* **INPUT**
use super::ActionBehavior;
use crate::action::util::face_entity;
use crate::action::{ActionContext, ActionCore, ActionLogic, ClientActionContext};
use crate::world::EntityId;

const RETICULE_FX: &str = "TargetReticule";

/// Locks the character onto a target for as long as the target stays valid.
///
/// Running a target action with no target is how a lock is cleared. Only one
/// target action runs per character; starting one cancels the others.
#[derive(Debug, Default)]
pub struct TargetAction {
    /// Client side: which entity the reticule is currently on.
    reticule_on: Option<EntityId>,
}

impl ActionBehavior for TargetAction {
    fn on_start(&mut self, core: &mut ActionCore, ctx: &mut ActionContext<'_>) -> bool {
        // cleared even if this action does not run
        ctx.world.set_target(ctx.character, None);
        ctx.cancel_running_actions_by_logic(ActionLogic::Target, true);

        let Some(target) = core.data.primary_target() else {
            return false;
        };
        ctx.world.set_target(ctx.character, Some(target));
        face_entity(&mut *ctx.world, ctx.character, target);
        true
    }

    fn on_update(&mut self, core: &mut ActionCore, ctx: &mut ActionContext<'_>) -> bool {
        let Some(target) = core.data.primary_target() else {
            return false;
        };
        let valid = ctx.world.is_valid_target(target);
        if valid && ctx.running_action_count() == 1 && !ctx.world.is_moving(ctx.character) {
            // idle: swivel to keep facing the target
            face_entity(&mut *ctx.world, ctx.character, target);
        }
        valid
    }

    fn cancel(&mut self, core: &mut ActionCore, ctx: &mut ActionContext<'_>) {
        if ctx.world.target_of(ctx.character) == core.data.primary_target() {
            ctx.world.set_target(ctx.character, None);
        }
    }

    fn on_update_client(&mut self, _core: &mut ActionCore, ctx: &mut ClientActionContext<'_>) -> bool {
        let current = ctx.world.target_of(ctx.character);
        if current != self.reticule_on {
            if self.reticule_on.is_some() {
                ctx.stop_fx(RETICULE_FX);
            }
            if let Some(position) = current.and_then(|t| ctx.world.position(t)) {
                ctx.spawn_fx(RETICULE_FX, position);
            }
            self.reticule_on = current;
        }
        true
    }

    fn cancel_client(&mut self, _core: &mut ActionCore, ctx: &mut ClientActionContext<'_>) {
        if self.reticule_on.take().is_some() {
            ctx.stop_fx(RETICULE_FX);
        }
    }
}
impl ServerWorld {
    pub fn new() -> Self {
        Self::with_rng(StdRng::from_entropy())
    }

    /// A world whose rolls are reproducible.
    pub fn with_seed(seed: u64) -> Self {
        Self::with_rng(StdRng::seed_from_u64(seed))
    }

    fn with_rng(rng: StdRng) -> Self {
        Self {
            characters: BTreeMap::new(),
            objects: BTreeMap::new(),
            projectiles: Vec::new(),
            contacts: HashSet::new(),
            next_id: 1,
            now: 0.0,
            rng,
            outbox: Vec::new(),
            deferred: Vec::new(),
        }
    }

    pub fn now(&self) -> f32 {
        self.now
    }

    pub fn set_time(&mut self, now: f32) {
        self.now = now;
    }

    fn allocate_id(&mut self) -> EntityId {
        let id = self.next_id;
        self.next_id += 1;
        id
    }

    pub fn spawn_character(
        &mut self,
        name: &str,
        class: CharacterClass,
        position: Vec3,
        client_id: Option<ClientId>,
    ) -> EntityId {
        let id = self.allocate_id();
        let character = ServerCharacter::new(id, name, class, Self::clamp_to_arena(position), client_id);
        debug!("Spawned {} ({:?}) as {}", name, class, id);
        self.characters.insert(id, character);
        id
    }

    pub fn spawn_object(&mut self, position: Vec3) -> EntityId {
        let id = self.allocate_id();
        self.objects.insert(
            id,
            WorldObject {
                id,
                position: Self::clamp_to_arena(position),
            },
        );
        id
    }

    /// Removes a character, handing its actions back to the factory without
    /// running any hook. Whatever it carried is left where it stood.
    pub fn despawn_character(&mut self, id: EntityId, factory: &mut ActionFactory) -> Option<ServerCharacter> {
        let mut character = self.characters.remove(&id)?;
        if let Some(player) = character.actions.as_mut() {
            player.release_all(factory);
        }
        self.deferred.retain(|(owner, _)| *owner != id);
        self.contacts.retain(|(a, b)| *a != id && *b != id);
        debug!("Despawned {} ({})", character.name, id);
        Some(character)
    }

    /// Empties the arena between rounds.
    pub fn clear(&mut self, factory: &mut ActionFactory) {
        let ids: Vec<EntityId> = self.characters.keys().copied().collect();
        for id in ids {
            self.despawn_character(id, factory);
        }
        self.objects.clear();
        self.projectiles.clear();
        self.outbox.clear();
    }

    pub fn character(&self, id: EntityId) -> Option<&ServerCharacter> {
        self.characters.get(&id)
    }

    pub fn character_mut(&mut self, id: EntityId) -> Option<&mut ServerCharacter> {
        self.characters.get_mut(&id)
    }

    pub fn characters(&self) -> impl Iterator<Item = &ServerCharacter> {
        self.characters.values()
    }

    pub fn object_snapshots(&self) -> Vec<ObjectSnapshot> {
        self.objects
            .values()
            .map(|object| ObjectSnapshot {
                id: object.id,
                position: object.position,
                holder: self.holder_of(object.id),
            })
            .collect()
    }

    pub fn projectile_count(&self) -> usize {
        self.projectiles.len()
    }

    /// `None` while the character is missing or its player is detached.
    pub fn action_player(&self, id: EntityId) -> Option<&ServerActionPlayer> {
        self.characters.get(&id).and_then(|c| c.actions.as_ref())
    }

    /// Runs `f` with the character's action player detached, so `f` may
    /// hand the world to the player's hooks. Deferred work for the player
    /// runs as soon as it is reattached.
    pub fn with_action_player<R>(
        &mut self,
        id: EntityId,
        f: impl FnOnce(&mut ServerActionPlayer, &mut ServerWorld) -> R,
    ) -> Option<R> {
        let mut player = self.characters.get_mut(&id)?.actions.take()?;
        let result = f(&mut player, self);
        match self.characters.get_mut(&id) {
            Some(character) => character.actions = Some(player),
            None => warn!("Character {} left the world while its actions ran", id),
        }
        self.flush_deferred(id);
        Some(result)
    }

    fn flush_deferred(&mut self, id: EntityId) {
        while let Some(index) = self.deferred.iter().position(|(owner, _)| *owner == id) {
            let (_, op) = self.deferred.remove(index);
            let now = self.now;
            self.with_action_player(id, |player, world| match op {
                Deferred::Activity(activity) => player.on_gameplay_activity(world, activity, now),
                Deferred::ClearActions { cancel_non_blocking } => {
                    player.clear_actions(world, now, cancel_non_blocking)
                }
            });
        }
    }

    fn is_detached(&self, id: EntityId) -> bool {
        self.characters.get(&id).map_or(false, |c| c.actions.is_none())
    }

    /// Tells every running action of the character about `activity`.
    pub fn on_gameplay_activity(&mut self, id: EntityId, activity: GameplayActivity) {
        if self.is_detached(id) {
            self.deferred.push((id, Deferred::Activity(activity)));
            return;
        }
        let now = self.now;
        self.with_action_player(id, |player, world| player.on_gameplay_activity(world, activity, now));
    }

    pub fn clear_actions(&mut self, id: EntityId, cancel_non_blocking: bool) {
        if self.is_detached(id) {
            self.deferred
                .push((id, Deferred::ClearActions { cancel_non_blocking }));
            return;
        }
        let now = self.now;
        self.with_action_player(id, |player, world| {
            player.clear_actions(world, now, cancel_non_blocking)
        });
    }

    /// Plays a request on behalf of the character's controller.
    ///
    /// Attacks first let running actions react (stealth breaks, for one).
    /// Nothing is played while the character is down or being moved by
    /// force.
    pub fn play_action(&mut self, factory: &mut ActionFactory, id: EntityId, data: ActionRequestData) {
        let is_friendly = factory
            .catalog()
            .get(data.action_id)
            .map_or(true, |config| config.is_friendly);
        if !is_friendly {
            self.on_gameplay_activity(id, GameplayActivity::UsingAttackAction);
        }

        let Some(character) = self.characters.get_mut(&id) else {
            return;
        };
        if !character.can_act() {
            debug!("{} cannot act, ignoring {}", id, data.action_id);
            return;
        }
        if data.cancel_movement {
            character.movement.cancel_move();
        }

        let now = self.now;
        self.with_action_player(id, |player, world| player.play_action(world, factory, data, now));
    }

    /// Walks the character to `destination`. Interruptible work is dropped
    /// and the locked target released.
    pub fn move_character(&mut self, id: EntityId, destination: Vec3) {
        if !self.characters.get(&id).map_or(false, |c| c.can_act()) {
            return;
        }
        let now = self.now;
        self.with_action_player(id, |player, world| {
            let interruptible = player
                .active_action_config()
                .map_or(false, |config| config.action_interruptible);
            if interruptible {
                player.clear_actions(world, now, false);
            }
            player.cancel_running_actions_by_logic(world, now, ActionLogic::Target, true, None);
        });
        self.set_destination(id, destination);
    }

    pub fn stop_charging_up(&mut self, id: EntityId) {
        self.on_gameplay_activity(id, GameplayActivity::StoppedChargingUp);
    }

    pub fn set_destination(&mut self, id: EntityId, destination: Vec3) {
        if let Some(character) = self.characters.get_mut(&id) {
            character
                .movement
                .set_destination(Self::clamp_to_arena(destination));
        }
    }

    /// Advances the simulation to `now`: actions first, then movement,
    /// charge collisions, projectiles and carried objects.
    pub fn update(&mut self, factory: &mut ActionFactory, now: f32, dt: f32) {
        self.now = now;

        let ids: Vec<EntityId> = self.characters.keys().copied().collect();
        for &id in &ids {
            self.with_action_player(id, |player, world| player.update(world, &mut *factory, now));
        }

        self.step_movement(&ids, dt, now);
        self.detect_charge_collisions();
        self.step_projectiles(dt);
        self.carry_objects();
    }

    fn step_movement(&mut self, ids: &[EntityId], dt: f32, now: f32) {
        for id in ids {
            let follow_target = match self.characters.get(id).map(|c| c.movement.state) {
                Some(MovementState::Following { target }) => self.characters.get(&target).map(|t| t.position),
                _ => None,
            };
            let Some(character) = self.characters.get_mut(id) else {
                continue;
            };
            let (position, facing) =
                character
                    .movement
                    .step(character.position, character.facing, follow_target, dt, now);
            character.position = Self::clamp_to_arena(position);
            character.facing = facing;
        }
    }

    /// Reports bodies a charging character newly runs into.
    fn detect_charge_collisions(&mut self) {
        let mut touching = HashSet::new();
        let mut entered = Vec::new();
        for (&id, character) in &self.characters {
            if !matches!(character.movement.state, MovementState::Charging { .. }) {
                continue;
            }
            for other in self.overlap_sphere(character.position, BODY_RADIUS) {
                if other == id {
                    continue;
                }
                touching.insert((id, other));
                if !self.contacts.contains(&(id, other)) {
                    entered.push((id, other));
                }
            }
        }
        self.contacts = touching;

        let now = self.now;
        for (id, other) in entered {
            self.with_action_player(id, |player, world| player.collision_entered(world, now, other));
        }
    }

    fn step_projectiles(&mut self, dt: f32) {
        let mut projectiles = std::mem::take(&mut self.projectiles);
        projectiles.retain_mut(|projectile| self.step_projectile(projectile, dt));
        // hits may have launched new ones
        projectiles.append(&mut self.projectiles);
        self.projectiles = projectiles;
    }

    /// Returns `false` once the projectile is spent.
    fn step_projectile(&mut self, projectile: &mut Projectile, dt: f32) -> bool {
        let step = projectile.info.speed * dt;
        let next = projectile.position + projectile.direction.scale(step);
        if self.raycast_obstacle(projectile.position, next).is_some() {
            return false;
        }
        projectile.position = next;
        projectile.traveled += step;

        let hits_players = hits_player_characters(&*self, projectile.owner, false);
        for victim in self.overlap_sphere(projectile.position, projectile.info.radius) {
            if victim == projectile.owner || projectile.victims.contains(&victim) {
                continue;
            }
            if !self.is_alive(victim) || self.is_npc(victim) == hits_players {
                continue;
            }
            projectile.victims.push(victim);
            self.receive_hp(projectile.owner, victim, -projectile.info.damage);
            if projectile.victims.len() >= projectile.info.max_victims as usize {
                return false;
            }
        }
        projectile.traveled < projectile.info.range
    }

    fn carry_objects(&mut self) {
        for character in self.characters.values() {
            if let Some(object) = character.held_object.and_then(|id| self.objects.get_mut(&id)) {
                object.position = character.position;
            }
        }
    }

    /// Takes every packet the actions asked to send since the last call.
    pub fn drain_outbox(&mut self) -> Vec<Packet> {
        std::mem::take(&mut self.outbox)
    }

    pub fn take_animation_triggers(&mut self, id: EntityId) -> Vec<String> {
        self.characters
            .get_mut(&id)
            .map(|c| std::mem::take(&mut c.animation_triggers))
            .unwrap_or_default()
    }

    fn clamp_to_arena(position: Vec3) -> Vec3 {
        let limit = ARENA_HALF_EXTENT - BODY_RADIUS;
        Vec3::new(
            position.x.clamp(-limit, limit),
            position.y,
            position.z.clamp(-limit, limit),
        )
    }
}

* **PROBLEM STATEMENT**
Number of lines in the listing above that include "ObjectSnapshot": state it and nothing else.

* **SOLUTION TO THE EXERCISE**
2